▶ **TASK**:
The answer should be one number: the count of lines in the listing below with "UploadLimits" in them.

▶ **INPUT**:
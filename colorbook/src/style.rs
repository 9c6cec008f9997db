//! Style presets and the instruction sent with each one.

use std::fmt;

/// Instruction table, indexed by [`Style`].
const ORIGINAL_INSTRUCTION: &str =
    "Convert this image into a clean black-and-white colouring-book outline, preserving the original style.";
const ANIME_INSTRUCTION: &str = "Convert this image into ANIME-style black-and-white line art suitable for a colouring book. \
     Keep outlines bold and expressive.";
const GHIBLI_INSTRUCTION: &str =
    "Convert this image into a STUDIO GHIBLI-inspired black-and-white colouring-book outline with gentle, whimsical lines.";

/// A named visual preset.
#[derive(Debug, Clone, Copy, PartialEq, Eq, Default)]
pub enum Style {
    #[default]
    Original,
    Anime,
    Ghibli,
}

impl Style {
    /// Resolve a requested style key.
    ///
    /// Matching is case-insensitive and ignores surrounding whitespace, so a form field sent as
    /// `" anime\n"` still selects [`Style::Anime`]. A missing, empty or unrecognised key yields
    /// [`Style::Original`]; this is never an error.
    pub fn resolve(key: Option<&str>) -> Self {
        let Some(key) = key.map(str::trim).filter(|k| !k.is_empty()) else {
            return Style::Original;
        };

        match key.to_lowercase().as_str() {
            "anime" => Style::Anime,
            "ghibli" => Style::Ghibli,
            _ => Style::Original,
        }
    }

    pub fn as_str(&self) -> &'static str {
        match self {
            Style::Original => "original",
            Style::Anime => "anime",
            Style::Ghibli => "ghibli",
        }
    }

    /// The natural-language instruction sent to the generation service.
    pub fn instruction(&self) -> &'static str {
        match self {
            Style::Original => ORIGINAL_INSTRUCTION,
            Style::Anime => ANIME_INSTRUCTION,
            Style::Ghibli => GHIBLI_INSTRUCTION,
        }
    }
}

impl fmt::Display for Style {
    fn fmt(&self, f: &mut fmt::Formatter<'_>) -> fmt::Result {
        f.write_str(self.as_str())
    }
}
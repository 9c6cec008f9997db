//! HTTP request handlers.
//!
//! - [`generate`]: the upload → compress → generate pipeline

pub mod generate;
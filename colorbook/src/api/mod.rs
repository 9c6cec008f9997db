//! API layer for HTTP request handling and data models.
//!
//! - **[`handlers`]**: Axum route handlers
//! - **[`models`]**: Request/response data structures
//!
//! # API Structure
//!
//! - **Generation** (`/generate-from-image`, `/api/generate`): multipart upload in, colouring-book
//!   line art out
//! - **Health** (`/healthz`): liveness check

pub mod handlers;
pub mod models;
* * *
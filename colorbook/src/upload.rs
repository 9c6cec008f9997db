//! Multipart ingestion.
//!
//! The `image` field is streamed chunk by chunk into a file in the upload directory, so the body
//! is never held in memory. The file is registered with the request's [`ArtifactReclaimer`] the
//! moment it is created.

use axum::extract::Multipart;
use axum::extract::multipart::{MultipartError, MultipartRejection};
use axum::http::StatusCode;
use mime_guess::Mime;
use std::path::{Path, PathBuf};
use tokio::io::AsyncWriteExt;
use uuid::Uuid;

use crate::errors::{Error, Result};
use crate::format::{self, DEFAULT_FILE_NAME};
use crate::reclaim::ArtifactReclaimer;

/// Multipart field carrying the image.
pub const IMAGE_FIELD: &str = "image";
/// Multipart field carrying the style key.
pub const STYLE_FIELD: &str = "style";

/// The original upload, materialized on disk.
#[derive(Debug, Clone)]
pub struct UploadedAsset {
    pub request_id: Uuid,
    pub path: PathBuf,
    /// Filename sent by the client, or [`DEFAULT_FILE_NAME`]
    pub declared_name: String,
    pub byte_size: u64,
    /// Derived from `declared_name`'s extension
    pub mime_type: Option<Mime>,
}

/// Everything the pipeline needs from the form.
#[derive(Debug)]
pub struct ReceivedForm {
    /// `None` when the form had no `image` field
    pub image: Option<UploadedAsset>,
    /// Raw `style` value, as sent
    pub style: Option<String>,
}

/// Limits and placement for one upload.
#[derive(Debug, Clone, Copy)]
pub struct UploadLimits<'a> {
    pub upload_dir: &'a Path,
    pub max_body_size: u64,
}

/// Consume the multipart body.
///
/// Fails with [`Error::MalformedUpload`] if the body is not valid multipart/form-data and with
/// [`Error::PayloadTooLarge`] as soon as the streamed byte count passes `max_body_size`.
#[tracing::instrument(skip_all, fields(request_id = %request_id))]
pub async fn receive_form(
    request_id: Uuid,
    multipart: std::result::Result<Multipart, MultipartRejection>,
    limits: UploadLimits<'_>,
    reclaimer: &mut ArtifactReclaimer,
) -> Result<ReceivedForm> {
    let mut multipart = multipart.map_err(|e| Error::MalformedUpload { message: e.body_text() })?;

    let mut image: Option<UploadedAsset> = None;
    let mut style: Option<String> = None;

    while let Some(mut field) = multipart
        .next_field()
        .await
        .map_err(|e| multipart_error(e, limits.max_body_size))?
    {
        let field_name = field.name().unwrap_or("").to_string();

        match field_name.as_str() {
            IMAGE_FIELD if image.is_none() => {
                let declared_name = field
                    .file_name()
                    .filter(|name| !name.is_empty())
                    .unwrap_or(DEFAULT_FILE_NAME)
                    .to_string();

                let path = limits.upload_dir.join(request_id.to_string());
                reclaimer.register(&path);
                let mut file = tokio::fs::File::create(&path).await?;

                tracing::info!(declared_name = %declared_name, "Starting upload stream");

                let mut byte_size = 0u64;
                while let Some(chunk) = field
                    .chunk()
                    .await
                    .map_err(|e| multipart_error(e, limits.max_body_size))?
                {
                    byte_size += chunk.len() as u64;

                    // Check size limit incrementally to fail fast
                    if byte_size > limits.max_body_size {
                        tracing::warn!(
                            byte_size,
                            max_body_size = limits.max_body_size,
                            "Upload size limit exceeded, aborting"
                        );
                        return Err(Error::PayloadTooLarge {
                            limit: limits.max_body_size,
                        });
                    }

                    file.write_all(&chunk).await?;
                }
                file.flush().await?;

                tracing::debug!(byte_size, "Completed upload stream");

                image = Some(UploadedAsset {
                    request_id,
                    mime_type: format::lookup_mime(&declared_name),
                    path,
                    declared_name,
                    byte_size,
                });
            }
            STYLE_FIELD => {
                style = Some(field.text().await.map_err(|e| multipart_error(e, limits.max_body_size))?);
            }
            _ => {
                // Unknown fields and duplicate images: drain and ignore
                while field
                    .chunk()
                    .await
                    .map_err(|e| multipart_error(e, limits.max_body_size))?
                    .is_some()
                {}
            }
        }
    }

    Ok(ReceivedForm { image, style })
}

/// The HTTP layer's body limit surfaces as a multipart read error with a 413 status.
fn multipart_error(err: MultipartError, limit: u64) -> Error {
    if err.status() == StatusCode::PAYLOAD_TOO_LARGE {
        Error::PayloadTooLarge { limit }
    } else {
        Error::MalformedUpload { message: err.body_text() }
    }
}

▶ **SOLVED PROBLEM**:
2